I’ll just be honest about it: I’m way too old to have joined as an undergrad — or even grad student, either time. But I’m in facebook now.

A couple of weeks ago, facebook opened up to certain companies, and now there are nearly two thousand registered companies. I wonder how many corporate registrants are doing what I’m doing — logging on to check things out and get a first-hand look at what has been going on inside the walled garden. Yes, I’m saying I joined facebook for work. I am aware this sounds vaguely like “I only buy Playboy for the articles” but in this case it really is true. As a message on another Intuit employee’s facebook wall says, “I’m not Facebooking at work, I’m researching Web 2.0!”

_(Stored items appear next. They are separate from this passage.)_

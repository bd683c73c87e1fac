//! LZO1X 解压
//!
//! JFFS2 使用内核的 `lzo1x_1_compress` 压缩数据片段。这里把 LZO1X 的字节流
//! 解码写成一个显式状态机：
//!
//! | 状态 | 动作 | 下一个状态 |
//! |------|------|------------|
//! | `ReadCommand(ctx)` | 读取指令字节；`ctx == Fresh` 且指令 < 16 时为字面量游程 | `CopyLiteralRun` / `DecodeMatchDistance` / `Done`（输入耗尽） |
//! | `CopyLiteralRun` | 复制 `len` 个字面量 | `ReadCommand(AfterLiteralRun)` |
//! | `DecodeMatchDistance` | 按指令范围解析长度和距离 | `CopyMatch` / `Done`（结束标记） |
//! | `CopyMatch` | 从 `output[pos - distance..]` 逐字节复制 | `TrailingLiterals` / `ReadCommand(Fresh)` |
//! | `TrailingLiterals` | 复制 1~3 个尾随字面量 | `ReadCommand(AfterTrailingLiterals)` |
//!
//! 指令字节的四个范围：
//!
//! - `>= 64`：近距离匹配，长度 3~8，距离 1~2048
//! - `32..64`：中距离匹配，长度用 5 位字段，全零时用 8 位扩展
//! - `16..32`：远距离匹配（距离 16K~48K），长度 3 位字段；算出的距离
//!   恰好等于 0 时表示流结束
//! - `< 16`：含义取决于上下文。在 `Fresh` 中是字面量游程，在字面量游程之后是
//!   距离 2049~3072 的 3 字节匹配，在尾随字面量之后是距离 1~1024 的 2 字节匹配
//!
//! 尾随字面量的个数取自匹配描述中倒数第二个字节（即距离低字节或指令字节本身）
//! 的低 2 位。
//!
//! 流的第一个字节大于 17 时，它直接编码一段初始字面量：长度小于 4 时按尾随
//! 字面量处理，否则按字面量游程处理。这个特例复用已有状态，不需要单独的分支。

use super::{CompressError, DecompressResult, PREALLOC_LIMIT};

/// 字面量游程之后的 3 字节匹配的距离偏置
const M2_MAX_OFFSET: usize = 0x0800;

/// 远距离匹配的距离偏置
const M4_BASE_OFFSET: usize = 0x4000;

/// 指令字节 `< 16` 的解释上下文
#[derive(Debug, Clone, Copy, PartialEq, Eq)]
enum Context {
    /// 上一个匹配没有尾随字面量（或位于流开头）
    Fresh,
    /// 刚复制完一段字面量游程
    AfterLiteralRun,
    /// 刚复制完尾随字面量
    AfterTrailingLiterals,
}

/// 解码器状态
#[derive(Debug, Clone, Copy, PartialEq, Eq)]
enum State {
    ReadCommand(Context),
    CopyLiteralRun { len: usize },
    DecodeMatchDistance { cmd: u8, ctx: Context },
    CopyMatch { distance: usize, len: usize, trailing: usize },
    TrailingLiterals { count: usize },
    Done,
}

struct Lzo1xDecoder<'a> {
    input: &'a [u8],
    ip: usize,
    out: Vec<u8>,
    limit: usize,
}

impl<'a> Lzo1xDecoder<'a> {
    fn new(input: &'a [u8], limit: usize) -> Self {
        Self {
            input,
            ip: 0,
            out: Vec::with_capacity(limit.min(PREALLOC_LIMIT)),
            limit,
        }
    }

    fn next_byte(&mut self) -> Result<u8, CompressError> {
        let b = *self.input.get(self.ip).ok_or(CompressError::InputOverrun)?;
        self.ip += 1;
        Ok(b)
    }

    /// 读取长度扩展：每个零字节加 255，最后一个非零字节加上 `base`
    fn extended_length(&mut self, base: usize) -> Result<usize, CompressError> {
        let mut len = 0usize;
        loop {
            match self.next_byte()? {
                0 => len += 255,
                b => return Ok(len + base + b as usize),
            }
        }
    }

    fn copy_literals(&mut self, count: usize) -> Result<(), CompressError> {
        let end = self.ip.checked_add(count).ok_or(CompressError::InputOverrun)?;
        if end > self.input.len() {
            return Err(CompressError::InputOverrun);
        }
        if self.out.len() + count > self.limit {
            return Err(CompressError::OutputOverrun);
        }
        self.out.extend_from_slice(&self.input[self.ip..end]);
        self.ip = end;
        Ok(())
    }

    /// 源和目标可能重叠，逐字节复制
    fn copy_match(&mut self, distance: usize, len: usize) -> Result<(), CompressError> {
        if distance == 0 || distance > self.out.len() {
            return Err(CompressError::LookBehindOverrun);
        }
        if self.out.len() + len > self.limit {
            return Err(CompressError::OutputOverrun);
        }
        let mut from = self.out.len() - distance;
        for _ in 0..len {
            let b = self.out[from];
            self.out.push(b);
            from += 1;
        }
        Ok(())
    }

    fn initial_state(&mut self) -> Result<State, CompressError> {
        match self.input.first() {
            Some(&first) if first > 17 => {
                self.ip = 1;
                let t = (first - 17) as usize;
                if t < 4 {
                    Ok(State::TrailingLiterals { count: t })
                } else {
                    Ok(State::CopyLiteralRun { len: t })
                }
            }
            _ => Ok(State::ReadCommand(Context::Fresh)),
        }
    }

    fn read_command(&mut self, ctx: Context) -> Result<State, CompressError> {
        if self.ip >= self.input.len() {
            return Ok(State::Done);
        }
        let cmd = self.next_byte()?;
        if cmd < 16 && ctx == Context::Fresh {
            let len = if cmd == 0 {
                self.extended_length(15)?
            } else {
                cmd as usize
            };
            return Ok(State::CopyLiteralRun { len: len + 3 });
        }
        Ok(State::DecodeMatchDistance { cmd, ctx })
    }

    fn decode_match(&mut self, cmd: u8, ctx: Context) -> Result<State, CompressError> {
        let t = cmd as usize;
        let (distance, len, trailing) = if t >= 64 {
            let b = self.next_byte()? as usize;
            (1 + ((t >> 2) & 7) + (b << 3), (t >> 5) + 1, t & 3)
        } else if t >= 32 {
            let len = match t & 31 {
                0 => self.extended_length(31)?,
                n => n,
            };
            let b0 = self.next_byte()? as usize;
            let b1 = self.next_byte()? as usize;
            (1 + (b0 >> 2) + (b1 << 6), len + 2, b0 & 3)
        } else if t >= 16 {
            let high = (t & 8) << 11;
            let len = match t & 7 {
                0 => self.extended_length(7)?,
                n => n,
            };
            let b0 = self.next_byte()? as usize;
            let b1 = self.next_byte()? as usize;
            let d = high + (b0 >> 2) + (b1 << 6);
            if d == 0 {
                return Ok(State::Done);
            }
            (d + M4_BASE_OFFSET, len + 2, b0 & 3)
        } else {
            let b = self.next_byte()? as usize;
            match ctx {
                Context::AfterLiteralRun => (1 + M2_MAX_OFFSET + (t >> 2) + (b << 2), 3, t & 3),
                _ => (1 + (t >> 2) + (b << 2), 2, t & 3),
            }
        };
        Ok(State::CopyMatch {
            distance,
            len,
            trailing,
        })
    }

    fn run(mut self) -> DecompressResult {
        let mut state = self.initial_state()?;
        loop {
            state = match state {
                State::ReadCommand(ctx) => self.read_command(ctx)?,
                State::CopyLiteralRun { len } => {
                    self.copy_literals(len)?;
                    State::ReadCommand(Context::AfterLiteralRun)
                }
                State::DecodeMatchDistance { cmd, ctx } => self.decode_match(cmd, ctx)?,
                State::CopyMatch {
                    distance,
                    len,
                    trailing,
                } => {
                    self.copy_match(distance, len)?;
                    if trailing > 0 {
                        State::TrailingLiterals { count: trailing }
                    } else {
                        State::ReadCommand(Context::Fresh)
                    }
                }
                State::TrailingLiterals { count } => {
                    self.copy_literals(count)?;
                    State::ReadCommand(Context::AfterTrailingLiterals)
                }
                State::Done => return Ok(self.out),
            };
        }
    }
}

/// 解压 LZO1X 片段
///
/// # 参数
///
/// * `payload` - 压缩数据
/// * `dsize` - 声明的解压长度，输出超过它时失败
///
/// 输入在指令边界处耗尽（没有结束标记）时返回已解出的数据。
pub fn lzo1x_decompress(payload: &[u8], dsize: usize) -> DecompressResult {
    if payload.is_empty() {
        return Ok(Vec::new());
    }
    Lzo1xDecoder::new(payload, dsize).run()
}

#[cfg(test)]
mod tests {
    use super::*;

    const EOF_MARKER: [u8; 3] = [0x11, 0x00, 0x00];

    #[test]
    fn test_initial_literal_run_then_eof() {
        let mut stream = vec![17 + 4];
        stream.extend_from_slice(b"abcd");
        stream.extend_from_slice(&EOF_MARKER);
        assert_eq!(lzo1x_decompress(&stream, 4).unwrap(), b"abcd".to_vec());
    }

    #[test]
    fn test_short_initial_literals_then_near_match() {
        // 初始 2 个字面量按尾随字面量处理，随后指令 0 是距离 1 的 2 字节匹配
        let mut stream = vec![17 + 2, b'h', b'i', 0x00, 0x00];
        stream.extend_from_slice(&EOF_MARKER);
        assert_eq!(lzo1x_decompress(&stream, 16).unwrap(), b"hiii".to_vec());
    }

    #[test]
    fn test_all_command_branches() {
        let mut stream = vec![17 + 5];
        stream.extend_from_slice(b"ABCDE");
        // >= 64：距离 5，长度 3，1 个尾随字面量
        stream.extend_from_slice(&[0x51, 0x00, b'x']);
        // < 16（尾随字面量之后）：距离 4，长度 2
        stream.extend_from_slice(&[12, 0x00]);
        // 32..64：距离 11，长度 4，2 个尾随字面量
        stream.extend_from_slice(&[34, 42, 0x00, b'y', b'z']);
        // >= 64：距离 1，长度 3，无尾随字面量
        stream.extend_from_slice(&[64, 0x00]);
        // < 16（Fresh）：4 个字面量
        stream.extend_from_slice(&[1, b'1', b'2', b'3', b'4']);
        // 32..64 扩展长度：31 + 1 + 2 = 34，距离 1
        stream.extend_from_slice(&[32, 1, 0x00, 0x00]);
        // 16..32：结束标记
        stream.extend_from_slice(&EOF_MARKER);

        let mut expected = b"ABCDEABCxABABCDyzzzz1234".to_vec();
        expected.extend_from_slice(&[b'4'; 34]);
        assert_eq!(lzo1x_decompress(&stream, expected.len()).unwrap(), expected);
    }

    #[test]
    fn test_far_matches() {
        let l1: Vec<u8> = (0..2100u32).map(|i| ((i * 7 + 3) % 251) as u8).collect();
        let l2: Vec<u8> = (0..14400u32).map(|i| ((i * 13 + 5) % 253) as u8).collect();

        let mut stream = vec![0u8];
        // 2100 个字面量：255 * 8 + 15 + 42 + 3
        stream.extend_from_slice(&[0u8; 8]);
        stream.push(42);
        stream.extend_from_slice(&l1);
        // 字面量游程之后的 < 16 指令：距离 0x801，长度 3
        stream.extend_from_slice(&[0x00, 0x00]);
        // 14400 个字面量：255 * 56 + 15 + 102 + 3
        stream.push(0);
        stream.extend_from_slice(&[0u8; 56]);
        stream.push(102);
        stream.extend_from_slice(&l2);
        // 16..32：距离 0x4000 + 5，长度 5
        stream.extend_from_slice(&[19, 20, 0x00]);
        stream.extend_from_slice(&EOF_MARKER);

        let mut expected = l1.clone();
        expected.extend_from_slice(&l1[51..54]);
        expected.extend_from_slice(&l2);
        let tail = expected[114..119].to_vec();
        expected.extend_from_slice(&tail);

        let out = lzo1x_decompress(&stream, expected.len()).unwrap();
        assert_eq!(out.len(), 16508);
        assert_eq!(out, expected);
    }

    #[test]
    fn test_bad_distance() {
        // 只有 4 个字节输出，却要求距离 9
        let mut stream = vec![17 + 4];
        stream.extend_from_slice(b"abcd");
        stream.extend_from_slice(&[0x40 | (4 << 2), 0x00, 0x00]);
        // 距离 = 1 + 4 + 0 = 5 > 4
        assert_eq!(
            lzo1x_decompress(&stream, 64).unwrap_err(),
            CompressError::LookBehindOverrun
        );
    }

    #[test]
    fn test_output_overrun() {
        let mut stream = vec![17 + 4];
        stream.extend_from_slice(b"abcd");
        stream.extend_from_slice(&EOF_MARKER);
        assert_eq!(
            lzo1x_decompress(&stream, 3).unwrap_err(),
            CompressError::OutputOverrun
        );
    }

    #[test]
    fn test_truncated_input() {
        let stream = [17 + 8, b'a', b'b'];
        assert_eq!(
            lzo1x_decompress(&stream, 16).unwrap_err(),
            CompressError::InputOverrun
        );
    }

    #[test]
    fn test_missing_eof_marker() {
        let mut stream = vec![17 + 4];
        stream.extend_from_slice(b"wxyz");
        assert_eq!(lzo1x_decompress(&stream, 4).unwrap(), b"wxyz".to_vec());
    }
}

Research purposes aside, I’m not clear on what facebook’s value for worker bees vs college students is. (Why facebook wants us is clearer: the college student market is only so big, and it turns over every few years. Expanding the potential user base means more eyeballs, and as we know, more eyeballs + [magic tricks!] = self-sustaining profitable web enterprise.

My initial impression is that facebook hasn’t thought through the expansion into corporate markets. If they have, it sure isn’t showing in their interface yet. “Whatever I can get” and “Random Play” are not options I want to see connected with my job in any way. I can imagine the utility behind the potential NSFW stuff repurposed for work-related stuff easily enough, so instead of going down the sexual harrassment path, you could:

  • indicate you want to find people interested in working on a project using certain technologies
  • indicate you want to find people solving particular problems
  • indicate you want to find people exploring certain questions
  • tag yourself with your areas of expertise
  • tag yourself with topics you want to learn more about
  • list yourself as being willing to mentor or coach others
  • say you are looking for a mentor or coach

I think the photo album feature has limited value, but again tweaking that functionality and instead creating a portfolio could be quite useful. People could upload presentations, proposals, and other documents they have created. (Bonus points for being able to tag portfolio items.) This gets to the real problem I see for facebook in corporate markets: for it to be the most useful, it needs to be able to handle company confidential information.

Back when I worked for The Incredible Shrinking Company, we had something called the Facepage. It consisted of a headshot, name, phone extension, and I think email address link. Before all the shrinkage, people needed it to match names with new faces in the hall. Even in the hire-every-ten-minutes days, the company was still small enough that other data wasn’t really necessary. But in large companies, discovering who knows what (even more than who knows who) can be a real problem. A self-edited profile a la facebook living behind the firewall would go a long way toward solving the knowing who knows what problem.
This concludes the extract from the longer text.